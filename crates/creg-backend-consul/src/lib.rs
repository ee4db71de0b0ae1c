// # Consul Backend
//
// Registers services with the local Consul agent's service catalog.
//
// Records are keyed `<service>-<instance id>` and carry the creg namespace
// and instance id in their service metadata, which is how purge recognizes
// what it owns.
//
// ## API Reference
//
// - Register: PUT `/v1/agent/service/register`
// - Deregister: PUT `/v1/agent/service/deregister/:service_id`
// - List: GET `/v1/agent/services`
//
// The ACL token, when configured, is sent as `X-Consul-Token` and never
// logged.

use async_trait::async_trait;
use creg_core::config::{BackendConfig, CregConfig};
use creg_core::traits::{Backend, BackendFactory, Registration, RegistryClient, RegistryRecord};
use creg_core::{BackendSettings, Error, KeyScheme, RegistryBackend, Result};
use serde::{Deserialize, Serialize};
use std::collections::{BTreeMap, HashMap};
use std::time::Duration;

/// Default HTTP timeout for agent requests
const DEFAULT_HTTP_TIMEOUT: Duration = Duration::from_secs(10);

/// Service registration payload
#[derive(Debug, Clone, PartialEq, Serialize)]
#[serde(rename_all = "PascalCase")]
pub struct AgentServiceRegistration {
    #[serde(rename = "ID")]
    pub id: String,
    pub name: String,
    pub address: String,
    pub port: u16,
    pub tags: Vec<String>,
    pub meta: BTreeMap<String, String>,
}

impl From<&Registration> for AgentServiceRegistration {
    fn from(registration: &Registration) -> Self {
        Self {
            id: registration.id.clone(),
            name: registration.name.clone(),
            address: registration.address.clone(),
            port: registration.port,
            tags: registration.tags.clone(),
            meta: registration.meta.clone(),
        }
    }
}

/// Service entry as returned by `/v1/agent/services`
#[derive(Debug, Clone, Default, Deserialize)]
#[serde(rename_all = "PascalCase", default)]
pub struct AgentService {
    #[serde(rename = "ID")]
    pub id: String,
    pub service: String,
    pub address: String,
    pub port: u16,
    pub tags: Option<Vec<String>>,
    pub meta: Option<BTreeMap<String, String>>,
}

impl From<AgentService> for RegistryRecord {
    fn from(service: AgentService) -> Self {
        Self {
            id: service.id,
            name: service.service,
            address: service.address,
            port: service.port,
            tags: service.tags.unwrap_or_default(),
            meta: service.meta.unwrap_or_default(),
        }
    }
}

/// Consul agent client
pub struct ConsulClient {
    /// Agent base URL, without trailing slash
    address: String,
    /// ACL token
    /// ⚠️ NEVER log this value
    token: Option<String>,
    client: reqwest::Client,
}

impl std::fmt::Debug for ConsulClient {
    fn fmt(&self, f: &mut std::fmt::Formatter<'_>) -> std::fmt::Result {
        f.debug_struct("ConsulClient")
            .field("address", &self.address)
            .field("token", &self.token.as_ref().map(|_| "<REDACTED>"))
            .finish()
    }
}

impl ConsulClient {
    /// Create a client for the agent at `address`
    pub fn new(address: impl Into<String>, token: Option<String>) -> Result<Self> {
        let client = reqwest::Client::builder()
            .timeout(DEFAULT_HTTP_TIMEOUT)
            .build()
            .map_err(|e| Error::http(format!("failed to build HTTP client: {}", e)))?;

        Ok(Self {
            address: address.into().trim_end_matches('/').to_string(),
            token: token.filter(|t| !t.is_empty()),
            client,
        })
    }

    fn url(&self, path: &str) -> String {
        format!("{}{}", self.address, path)
    }

    /// URL of `/v1/agent/service/deregister/<id>` with `id` percent-encoded
    fn deregister_url(&self, id: &str) -> Result<reqwest::Url> {
        let mut url = reqwest::Url::parse(&self.address)
            .map_err(|e| Error::config(format!("invalid Consul address '{}': {}", self.address, e)))?;
        url.path_segments_mut()
            .map_err(|_| Error::config(format!("Consul address '{}' cannot carry a path", self.address)))?
            .pop_if_empty()
            .extend(["v1", "agent", "service", "deregister", id]);
        Ok(url)
    }

    fn authorized(&self, request: reqwest::RequestBuilder) -> reqwest::RequestBuilder {
        match &self.token {
            Some(token) => request.header("X-Consul-Token", token),
            None => request,
        }
    }

    async fn send(&self, request: reqwest::RequestBuilder, what: &str) -> Result<reqwest::Response> {
        let response = self.dispatch(request, what).await?;
        Self::check(response, what).await
    }

    async fn dispatch(&self, request: reqwest::RequestBuilder, what: &str) -> Result<reqwest::Response> {
        self.authorized(request)
            .send()
            .await
            .map_err(|e| Error::registry("consul", format!("{}: HTTP request failed: {}", what, e)))
    }

    async fn check(response: reqwest::Response, what: &str) -> Result<reqwest::Response> {
        if response.status().is_success() {
            return Ok(response);
        }

        let status = response.status();
        let body = response
            .text()
            .await
            .unwrap_or_else(|_| "Unable to read error response".to_string());

        Err(match status.as_u16() {
            401 | 403 => Error::registry(
                "consul",
                format!("{}: permission denied (check the ACL token). Status: {}", what, status),
            ),
            500..=599 => Error::registry(
                "consul",
                format!("{}: agent error (transient): {} - {}", what, status, body.trim()),
            ),
            _ => Error::registry("consul", format!("{}: {} - {}", what, status, body.trim())),
        })
    }
}

#[async_trait]
impl RegistryClient for ConsulClient {
    async fn register(&self, registration: &Registration) -> Result<()> {
        let payload = AgentServiceRegistration::from(registration);
        let request = self
            .client
            .put(self.url("/v1/agent/service/register"))
            .json(&payload);

        self.send(request, "register").await?;
        Ok(())
    }

    async fn deregister(&self, id: &str) -> Result<()> {
        let request = self.client.put(self.deregister_url(id)?);
        let response = self.dispatch(request, "deregister").await?;

        // Unknown service ids are already gone
        if response.status() == reqwest::StatusCode::NOT_FOUND {
            tracing::debug!(id = %id, "Service already deregistered");
            return Ok(());
        }

        Self::check(response, "deregister").await?;
        Ok(())
    }

    async fn list_all(&self) -> Result<BTreeMap<String, RegistryRecord>> {
        let request = self.client.get(self.url("/v1/agent/services"));
        let response = self.send(request, "list services").await?;

        let services: HashMap<String, AgentService> = response
            .json()
            .await
            .map_err(|e| Error::registry("consul", format!("failed to parse services: {}", e)))?;

        Ok(services
            .into_iter()
            .map(|(id, service)| (id, RegistryRecord::from(service)))
            .collect())
    }

    async fn delete_by_prefix(&self, prefix: &str) -> Result<()> {
        let ids: Vec<String> = self
            .list_all()
            .await?
            .into_keys()
            .filter(|id| id.starts_with(prefix))
            .collect();

        for id in ids {
            self.deregister(&id).await?;
        }
        Ok(())
    }

    fn client_name(&self) -> &'static str {
        "consul"
    }
}

/// Factory for Consul backends
pub struct ConsulFactory;

impl BackendFactory for ConsulFactory {
    fn create(&self, config: &BackendConfig, global: &CregConfig) -> Result<Box<dyn Backend>> {
        match config {
            BackendConfig::Consul { address, token, .. } => {
                if address.is_empty() {
                    return Err(Error::config("Consul address is required"));
                }

                let client = ConsulClient::new(address.clone(), token.clone())?;
                let settings = BackendSettings::from_config(config.name(), global);

                Ok(Box::new(RegistryBackend::new(
                    Box::new(client),
                    settings,
                    KeyScheme::Agent,
                )))
            }
            _ => Err(Error::config("Invalid config for consul backend")),
        }
    }
}

/// Register the Consul backend with a registry
pub fn register(registry: &creg_core::PluginRegistry) {
    registry.register_backend("consul", Box::new(ConsulFactory));
}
===
• [EXERCISE AIM]
Whenever a line of the material above contains the string "BackendConfig", copy that line out.

• [RESPONSE BOX]
use creg_core::config::{BackendConfig, CregConfig};
    fn create(&self, config: &BackendConfig, global: &CregConfig) -> Result<Box<dyn Backend>> {
            BackendConfig::Consul { address, token, .. } => {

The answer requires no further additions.